They pressed around him on all sides, preventing him from moving.
The flashing lights.
Memories surged back into his mind. When his own allies betrayed him. When innocents died on his watch. When he failed to protect them. When he nearly died. It overwhelmed him.
Later, he back to himself. He found himself in a strange room, lying on a cot, covered in a thin grey blanket. It was rough and scratchy, so he threw it off. His joints ached, so he stretched. He noticed his hands were covered in bruises and his face felt puffy and sore.
Looking around, he saw an accessible toilet and sink, and a door on the far side. A light shone dimly overhead. His wheelchair was across from his bed. The right wheel was bent slightly. He groaned in dismay, then dragged himself up and reached out for his ride. It was stable enough for him to get to the toilet, then sink. The mirror above the sink revealed that his face had taken a significant pounding.
He hoped he had given better then he had taken.
The door opened and a man walked in. He had some paperwork with him. He was older, with greying hair, and a compassionate countenance. He sat down on the corner of the bed. Ethan finished tenderly wiping his face, then quietly regarded the stranger.
“Lieutenant Ethan Masters? I’m Detective Pat Dermer. It’s an honour to meet you.” The detective stands up and offers his hand. Ethan takes the hand and shakes.
‘Thirsty? I can get some water sent in. You’ve been out for a while.”
“Uh, yes please.” Disliking being confused, Ethan decided to be direct. “I kind of blacked out for a while. I don’t really remember what happened or how I got here.”
“Understandable,” Pat replied. He pulls out a cell phone and sends a text. Putting the phone away, he says, “You’re in the local station. We were called in after you attacked several members of our beloved media.” He smiled at the last part.
Pat gestures with the folder. “Two news organizations are trying to press charges against you, but I’m sure they’ll accept an apology if you give one. Your psychologist, Lea…Manning?” He opens the folder to doublecheck. “Yes, she saw the incident and ran out to help. She’s already given her statement. Post traumatic stress. Totally understandable, given your situation.”
He sits back down on the bed.
“You were there, at The Hague.” Ethan nods.
“You sir, are a hero. Everyone here thinks so. Uh,” he notices Ethan’s damaged wheel, “one of the guys in the garage can probably fit you with a replacement for that.”
A uniformed officer enters with a bottle of water. Ethan gratefully takes it and takes a long drink.
Pat continues, “We’ll make sure that you get home safe. Ms. Manning has informed your health care provider Catherine Oh, and she’ll be getting in touch with you in the morning.” Another discreet doublecheck of the name.
Ethan has sat stunned thoughout it all. The support. The compassion. His bruised and battered body, along with his bruised and battered soul, can barely understand it all.
Detective Dermer stands. “We’ll get your wheel sorted out right away. You’re welcome to join us in the bullpen with the rest of the officers, or you can stay here. The staff would be thrilled to meet you.”
He heads for the door, but stops. “You actions there saved lives. Your country owes you a debt. You won’t get any grief from us for what happened with the media. But don’t push your luck, OK?”
Ethan Masters, after a moment of silent consideration, rolls his battered wheelchair out of the room and engages with the officers of the precinct. He feels alive, for the first time in a long while. The cage he has felt trapped in for so long now, has broken.
Carter Kincaid slowly and painfully awakens.
His throat feels like fire. He is very thristy. And hungry. Very hungry.

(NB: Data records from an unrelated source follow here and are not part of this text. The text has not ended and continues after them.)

//! secp256k1 transaction signing for the relayer's chain identities.

use k256::ecdsa::SigningKey;
use sha3::{Digest, Keccak256};
use crate::{types::Identity, Error};

/// Recoverable ECDSA signature over a 32-byte prehash.
#[derive(Debug, Clone, PartialEq, Eq)]
pub struct RecoverableSignature {
    pub r: [u8; 32],
    pub s: [u8; 32],
    /// 0 or 1.
    pub recovery_id: u8,
}

pub struct TxSigner {
    key: SigningKey,
    address: Identity,
}

impl TxSigner {
    pub fn from_hex(hex_key: &str) -> Result<Self, Error> {
        let clean = hex_key.trim();
        let clean = clean.strip_prefix("0x").unwrap_or(clean);
        let bytes = hex::decode(clean)
            .map_err(|e| Error::Signing(format!("Invalid signing key hex: {}", e)))?;
        if bytes.len() != 32 {
            return Err(Error::Signing(format!(
                "Invalid signing key length: expected 32 bytes, got {}",
                bytes.len()
            )));
        }
        let key = SigningKey::from_slice(&bytes)
            .map_err(|e| Error::Signing(format!("Failed to create ECDSA signing key: {}", e)))?;
        let address = derive_address(&key)?;
        Ok(Self { key, address })
    }

    /// keccak256(uncompressed_public_key)[12..32]
    pub fn address(&self) -> Identity {
        self.address
    }

    /// Signs a keccak256 transaction hash; no message prefix is applied.
    pub fn sign_prehash(&self, hash: &[u8; 32]) -> Result<RecoverableSignature, Error> {
        let (signature, recovery_id) = self
            .key
            .sign_prehash_recoverable(hash)
            .map_err(|e| Error::Signing(format!("Failed to sign transaction hash: {}", e)))?;

        let bytes = signature.to_bytes();
        let mut r = [0u8; 32];
        let mut s = [0u8; 32];
        r.copy_from_slice(&bytes[..32]);
        s.copy_from_slice(&bytes[32..64]);

        Ok(RecoverableSignature {
            r,
            s,
            recovery_id: recovery_id.to_byte(),
        })
    }
}

fn derive_address(key: &SigningKey) -> Result<Identity, Error> {
    let point = key.verifying_key().to_encoded_point(false);
    let public_key = point.as_bytes();
    if public_key.len() != 65 || public_key[0] != 0x04 {
        return Err(Error::Signing(
            "Invalid public key format: expected 65 bytes with 0x04 prefix".to_string(),
        ));
    }
    let hash = Keccak256::digest(&public_key[1..]);
    Identity::from_slice(&hash[12..32])
}
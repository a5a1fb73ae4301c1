use async_trait::async_trait;
use log::debug;
use primitive_types::U256;
use std::sync::Arc;
use crate::{
    events::{EventSource, RegistryEvent},
    types::{Message, MessageId, MessageStatus},
    Error,
};
use super::{
    abi::{self, Token},
    evm::{decode_hex, parse_quantity, EvmEndpoint, EvmLog},
    RegistryClient,
};

const GET_MESSAGES_BY_STATUS: &str = "getMessagesByStatus(uint8)";
const GET_MESSAGE: &str = "getMessage(bytes32)";
const UPDATE_MESSAGE_STATUS: &str = "updateMessageStatus(bytes32,uint8)";
const MESSAGE_REGISTERED: &str = "MessageRegistered(bytes32)";
const MESSAGE_STATUS_UPDATED: &str = "MessageStatusUpdated(bytes32,uint8)";

/// Propagation registry contract on an EVM chain.
pub struct EvmRegistryClient {
    endpoint: Arc<EvmEndpoint>,
    address: String,
}

impl EvmRegistryClient {
    pub fn new(endpoint: Arc<EvmEndpoint>, address: &str) -> Self {
        Self {
            endpoint,
            address: address.to_string(),
        }
    }

    pub fn address(&self) -> &str {
        &self.address
    }
}

#[async_trait]
impl RegistryClient for EvmRegistryClient {
    fn chain_id(&self) -> u64 {
        self.endpoint.chain_id()
    }

    async fn list_by_status(&self, status: MessageStatus) -> Result<Vec<MessageId>, Error> {
        let calldata = abi::encode_call(GET_MESSAGES_BY_STATUS, &[Token::Uint(U256::from(status.code()))]);
        let output = self.endpoint.call(&self.address, &calldata).await?;
        abi::decode_message_ids(&output)
    }

    async fn fetch(&self, message_id: MessageId) -> Result<Message, Error> {
        let calldata = abi::encode_call(GET_MESSAGE, &[Token::FixedBytes(message_id.0)]);
        let output = self.endpoint.call(&self.address, &calldata).await?;
        let message = abi::decode_message(&output)?;

        // Unknown ids come back as a zeroed struct.
        if message.message_id.is_zero() || message.status == MessageStatus::None {
            return Err(Error::NotFound(message_id));
        }
        Ok(message)
    }

    async fn set_status(&self, message_id: MessageId, status: MessageStatus) -> Result<(), Error> {
        let calldata = abi::encode_call(
            UPDATE_MESSAGE_STATUS,
            &[Token::FixedBytes(message_id.0), Token::Uint(U256::from(status.code()))],
        );
        let confirmation = self
            .endpoint
            .send_transaction(&self.address, &calldata)
            .await
            .map_err(|e| Error::WriteRejected {
                message_id,
                reason: e.to_string(),
            })?;
        debug!(
            "Registry {} on chain {}: {} -> {} in {}",
            self.address,
            self.chain_id(),
            message_id,
            status,
            confirmation.tx_hash
        );
        Ok(())
    }
}

#[async_trait]
impl EventSource for EvmRegistryClient {
    fn label(&self) -> String {
        format!("registry {} on chain {}", self.address, self.endpoint.chain_id())
    }

    async fn latest_block(&self) -> Result<u64, Error> {
        self.endpoint.block_number().await
    }

    async fn events_between(&self, from_block: u64, to_block: u64) -> Result<Vec<RegistryEvent>, Error> {
        let logs = self
            .endpoint
            .get_logs(
                &self.address,
                vec![abi::event_topic(MESSAGE_REGISTERED), abi::event_topic(MESSAGE_STATUS_UPDATED)],
                from_block,
                to_block,
            )
            .await?;
        logs.iter().map(parse_registry_log).filter_map(Result::transpose).collect()
    }
}

/// Maps a registry log to a typed event; unrelated topics yield `None`.
fn parse_registry_log(log: &EvmLog) -> Result<Option<RegistryEvent>, Error> {
    let (Some(topic0), Some(topic1)) = (log.topics.first(), log.topics.get(1)) else {
        return Ok(None);
    };
    let message_id: MessageId = topic1.parse()?;
    let block_number = log.block_number.as_deref().map(parse_quantity).transpose()?;

    if *topic0 == abi::event_topic(MESSAGE_REGISTERED) {
        return Ok(Some(RegistryEvent::MessageRegistered { message_id, block_number }));
    }
    if *topic0 == abi::event_topic(MESSAGE_STATUS_UPDATED) {
        let data = decode_hex(&log.data)?;
        let status = MessageStatus::from_code(abi::AbiReader::new(&data).u8(0)?)?;
        return Ok(Some(RegistryEvent::StatusUpdated {
            message_id,
            status,
            block_number,
        }));
    }
    Ok(None)
}

#[cfg(test)]
mod tests {
    use super::*;
    use crate::signer::TxSigner;
    use crate::testing::{rpc_result, sample_message, DEV_KEY};
    use mockito::Matcher;
    use serde_json::json;
    use std::time::Duration;

    const REGISTRY: &str = "0x5fbdb2315678afecb367f032d93f642f64180aa3";

    fn client(url: &str) -> EvmRegistryClient {
        let endpoint = EvmEndpoint::new(url, 31337, TxSigner::from_hex(DEV_KEY).unwrap(), Duration::from_secs(5))
            .unwrap()
            .with_confirmation_timeout(Duration::from_secs(2));
        EvmRegistryClient::new(Arc::new(endpoint), REGISTRY)
    }

    fn hex_body(bytes: &[u8]) -> String {
        rpc_result(json!(format!("0x{}", hex::encode(bytes))))
    }

    #[tokio::test]
    async fn list_by_status_encodes_status_argument() {
        let mut server = mockito::Server::new_async().await;
        let calldata = abi::encode_call(GET_MESSAGES_BY_STATUS, &[Token::Uint(U256::from(1u8))]);
        let mut ids = abi::encode(&[Token::Uint(U256::from(32u8))]);
        ids.extend(abi::encode(&[Token::Uint(U256::from(1u8)), Token::FixedBytes([4; 32])]));

        let mock = server
            .mock("POST", "/")
            .match_body(Matcher::PartialJson(json!({
                "method": "eth_call",
                "params": [{"to": REGISTRY, "data": format!("0x{}", hex::encode(&calldata))}, "latest"]
            })))
            .with_body(hex_body(&ids))
            .create_async()
            .await;

        let listed = client(&server.url()).list_by_status(MessageStatus::Pending).await.unwrap();
        assert_eq!(listed, vec![MessageId([4; 32])]);
        mock.assert_async().await;
    }

    #[tokio::test]
    async fn fetch_decodes_message() {
        let mut server = mockito::Server::new_async().await;
        let message = sample_message(MessageId([5; 32]), 10);
        server
            .mock("POST", "/")
            .match_body(Matcher::PartialJson(json!({"method": "eth_call"})))
            .with_body(hex_body(&abi::encode_message(&message)))
            .create_async()
            .await;

        let fetched = client(&server.url()).fetch(MessageId([5; 32])).await.unwrap();
        assert_eq!(fetched, message);
    }

    #[tokio::test]
    async fn fetch_of_zeroed_struct_is_not_found() {
        let mut server = mockito::Server::new_async().await;
        let mut empty = sample_message(MessageId([0; 32]), 0);
        empty.status = MessageStatus::None;
        empty.asset.clear();
        empty.metadata.clear();
        server
            .mock("POST", "/")
            .match_body(Matcher::PartialJson(json!({"method": "eth_call"})))
            .with_body(hex_body(&abi::encode_message(&empty)))
            .create_async()
            .await;

        let err = client(&server.url()).fetch(MessageId([6; 32])).await.unwrap_err();
        assert!(matches!(err, Error::NotFound(id) if id == MessageId([6; 32])));
    }

    #[tokio::test]
    async fn set_status_failure_is_write_rejected() {
        let mut server = mockito::Server::new_async().await;
        server
            .mock("POST", "/")
            .with_body(json!({"jsonrpc": "2.0", "id": 1, "error": {"code": -32000, "message": "caller is not a relayer"}}).to_string())
            .create_async()
            .await;

        let err = client(&server.url())
            .set_status(MessageId([7; 32]), MessageStatus::Processing)
            .await
            .unwrap_err();
        match err {
            Error::WriteRejected { message_id, reason } => {
                assert_eq!(message_id, MessageId([7; 32]));
                assert!(reason.contains("caller is not a relayer"));
            }
            other => panic!("unexpected error: {:?}", other),
        }
    }

    #[test]
    fn parses_registry_logs() {
        let id = MessageId([8; 32]);
        let registered = EvmLog {
            address: REGISTRY.to_string(),
            topics: vec![abi::event_topic(MESSAGE_REGISTERED), id.to_string()],
            data: "0x".to_string(),
            block_number: Some("0x2a".to_string()),
            transaction_hash: None,
        };
        assert_eq!(
            parse_registry_log(&registered).unwrap(),
            Some(RegistryEvent::MessageRegistered { message_id: id, block_number: Some(42) })
        );

        let updated = EvmLog {
            topics: vec![abi::event_topic(MESSAGE_STATUS_UPDATED), id.to_string()],
            data: format!("0x{}", hex::encode(abi::encode(&[Token::Uint(U256::from(3u8))]))),
            ..registered.clone()
        };
        assert_eq!(
            parse_registry_log(&updated).unwrap(),
            Some(RegistryEvent::StatusUpdated {
                message_id: id,
                status: MessageStatus::Completed,
                block_number: Some(42),
            })
        );

        let unrelated = EvmLog {
            topics: vec![abi::event_topic("Transfer(address,address,uint256)"), id.to_string()],
            ..registered
        };
        assert_eq!(parse_registry_log(&unrelated).unwrap(), None);
    }
}
use primitive_types::U256;
use serde::{Deserialize, Serialize};
use std::fmt;
use std::str::FromStr;
use crate::Error;

/// Fixed-width byte identifier rendered as `0x`-prefixed lowercase hex.
macro_rules! hex_identifier {
    ($(#[$doc:meta])* $name:ident, $len:expr) => {
        $(#[$doc])*
        #[derive(Clone, Copy, PartialEq, Eq, Hash, PartialOrd, Ord, Default)]
        pub struct $name(pub [u8; $len]);

        impl $name {
            pub const LEN: usize = $len;

            pub fn from_slice(bytes: &[u8]) -> Result<Self, Error> {
                let array: [u8; $len] = bytes.try_into().map_err(|_| {
                    Error::Serialization(format!(
                        "{} must be {} bytes, got {}",
                        stringify!($name),
                        $len,
                        bytes.len()
                    ))
                })?;
                Ok(Self(array))
            }

            pub fn as_bytes(&self) -> &[u8; $len] {
                &self.0
            }

            pub fn is_zero(&self) -> bool {
                self.0.iter().all(|b| *b == 0)
            }
        }

        impl fmt::Display for $name {
            fn fmt(&self, f: &mut fmt::Formatter<'_>) -> fmt::Result {
                write!(f, "0x{}", hex::encode(self.0))
            }
        }

        impl fmt::Debug for $name {
            fn fmt(&self, f: &mut fmt::Formatter<'_>) -> fmt::Result {
                write!(f, "{}({})", stringify!($name), self)
            }
        }

        impl FromStr for $name {
            type Err = Error;

            fn from_str(s: &str) -> Result<Self, Self::Err> {
                let clean = s.strip_prefix("0x").unwrap_or(s);
                let bytes = hex::decode(clean)
                    .map_err(|e| Error::Serialization(format!("Invalid hex '{}': {}", s, e)))?;
                Self::from_slice(&bytes)
            }
        }

        impl Serialize for $name {
            fn serialize<S: serde::Serializer>(&self, serializer: S) -> Result<S::Ok, S::Error> {
                serializer.serialize_str(&self.to_string())
            }
        }

        impl<'de> Deserialize<'de> for $name {
            fn deserialize<D: serde::Deserializer<'de>>(deserializer: D) -> Result<Self, D::Error> {
                let s = String::deserialize(deserializer)?;
                s.parse().map_err(serde::de::Error::custom)
            }
        }
    };
}

hex_identifier!(
    /// Registry primary key, unique per (source chain, nonce).
    MessageId,
    32
);

hex_identifier!(
    /// Address-like principal on one side of a transfer.
    Identity,
    20
);

/// Registry status codes, ordered along the relay lifecycle.
#[derive(Debug, Clone, Copy, PartialEq, Eq, Hash, Serialize, Deserialize)]
#[serde(rename_all = "lowercase")]
#[repr(u8)]
pub enum MessageStatus {
    None = 0,
    Pending = 1,
    Processing = 2,
    Completed = 3,
    Failed = 4,
}

impl MessageStatus {
    pub fn code(self) -> u8 {
        self as u8
    }

    pub fn from_code(code: u8) -> Result<Self, Error> {
        match code {
            0 => Ok(Self::None),
            1 => Ok(Self::Pending),
            2 => Ok(Self::Processing),
            3 => Ok(Self::Completed),
            4 => Ok(Self::Failed),
            other => Err(Error::Serialization(format!("Unknown message status code: {}", other))),
        }
    }

    pub fn is_terminal(self) -> bool {
        matches!(self, Self::Completed | Self::Failed)
    }

    /// Whether `next` is a legal forward step from `self`.
    pub fn advances_to(self, next: MessageStatus) -> bool {
        matches!(
            (self, next),
            (Self::Pending, Self::Processing)
                | (Self::Processing, Self::Completed)
                | (Self::Processing, Self::Failed)
        )
    }
}

impl fmt::Display for MessageStatus {
    fn fmt(&self, f: &mut fmt::Formatter<'_>) -> fmt::Result {
        let name = match self {
            Self::None => "NONE",
            Self::Pending => "PENDING",
            Self::Processing => "PROCESSING",
            Self::Completed => "COMPLETED",
            Self::Failed => "FAILED",
        };
        f.write_str(name)
    }
}

impl FromStr for MessageStatus {
    type Err = Error;

    fn from_str(s: &str) -> Result<Self, Self::Err> {
        match s.to_ascii_lowercase().as_str() {
            "none" => Ok(Self::None),
            "pending" => Ok(Self::Pending),
            "processing" => Ok(Self::Processing),
            "completed" => Ok(Self::Completed),
            "failed" => Ok(Self::Failed),
            other => Err(Error::Config(format!("Unknown message status: {}", other))),
        }
    }
}

/// A cross-chain transfer intent as recorded by a propagation registry.
#[derive(Debug, Clone, PartialEq, Serialize, Deserialize)]
pub struct Message {
    pub message_id: MessageId,
    pub source_chain_id: u64,
    pub destination_chain_id: u64,
    pub sender: Identity,
    pub from_identity: Identity,
    pub to_identity: Identity,
    pub asset: String,
    pub amount: U256,
    pub timestamp: u64,
    pub status: MessageStatus,
    pub metadata: String,
}

/// Arguments of a destination-side `receiveMessage` call.
#[derive(Debug, Clone, PartialEq)]
pub struct Submission {
    pub message_id: MessageId,
    pub from_identity: Identity,
    pub to_identity: Identity,
    pub asset: String,
    pub amount: U256,
    pub data: Vec<u8>,
}

impl From<&Message> for Submission {
    fn from(message: &Message) -> Self {
        Self {
            message_id: message.message_id,
            from_identity: message.from_identity,
            to_identity: message.to_identity,
            asset: message.asset.clone(),
            amount: message.amount,
            data: message.metadata.as_bytes().to_vec(),
        }
    }
}

/// On-chain confirmation of a submitted transaction.
#[derive(Debug, Clone, PartialEq, Eq, Serialize, Deserialize)]
pub struct Confirmation {
    pub tx_hash: String,
    pub block_number: Option<u64>,
}

/// Chain-ID pair an adapter contract reports about itself.
#[derive(Debug, Clone, Copy, PartialEq, Eq, Serialize, Deserialize)]
pub struct ChainIds {
    pub local: u64,
    pub remote: u64,
}

/// Outcome counts of one directional relay pass.
#[derive(Debug, Clone, Copy, Default, PartialEq, Eq, Serialize, Deserialize)]
pub struct RelayReport {
    pub attempted: usize,
    pub succeeded: usize,
    pub failed: usize,
    pub skipped: usize,
}

impl RelayReport {
    pub fn is_empty(&self) -> bool {
        self.attempted == 0 && self.skipped == 0
    }
}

He feels softness underneath. Tilting his head a little, he sees that he is lying on a bed. A luxurious bed. Satin sheets. Fluffy pillows.The thread count must be amazing, he muses.
The room is similarly appointed. Wealth drips off of every item in the room. Carefully shifting his head over, he sees his holographic interface, his Guide, standing beside his bed. Her gold eyes flash with worry.
“Carter Kincaid,” she begins, “you are in a great deal of trouble.”
Memories flood him. He tries to sit up, but the effort makes him dizzy. He groans slightly and slides back down onto the bed.
“Easy,” Guide cautions with a raised palm. “You sustained a critical wound.” Carter gingerly runs his right hand across his throat. Guide continues, “I augmented your natural regeneration systems as soon as I detected the injury, but the Confluence Induction Field that powers you can only do so much. You needed to be hospitalized immediately for a faster recovery. That did not happen, unfortunately. So we made do with what we had.”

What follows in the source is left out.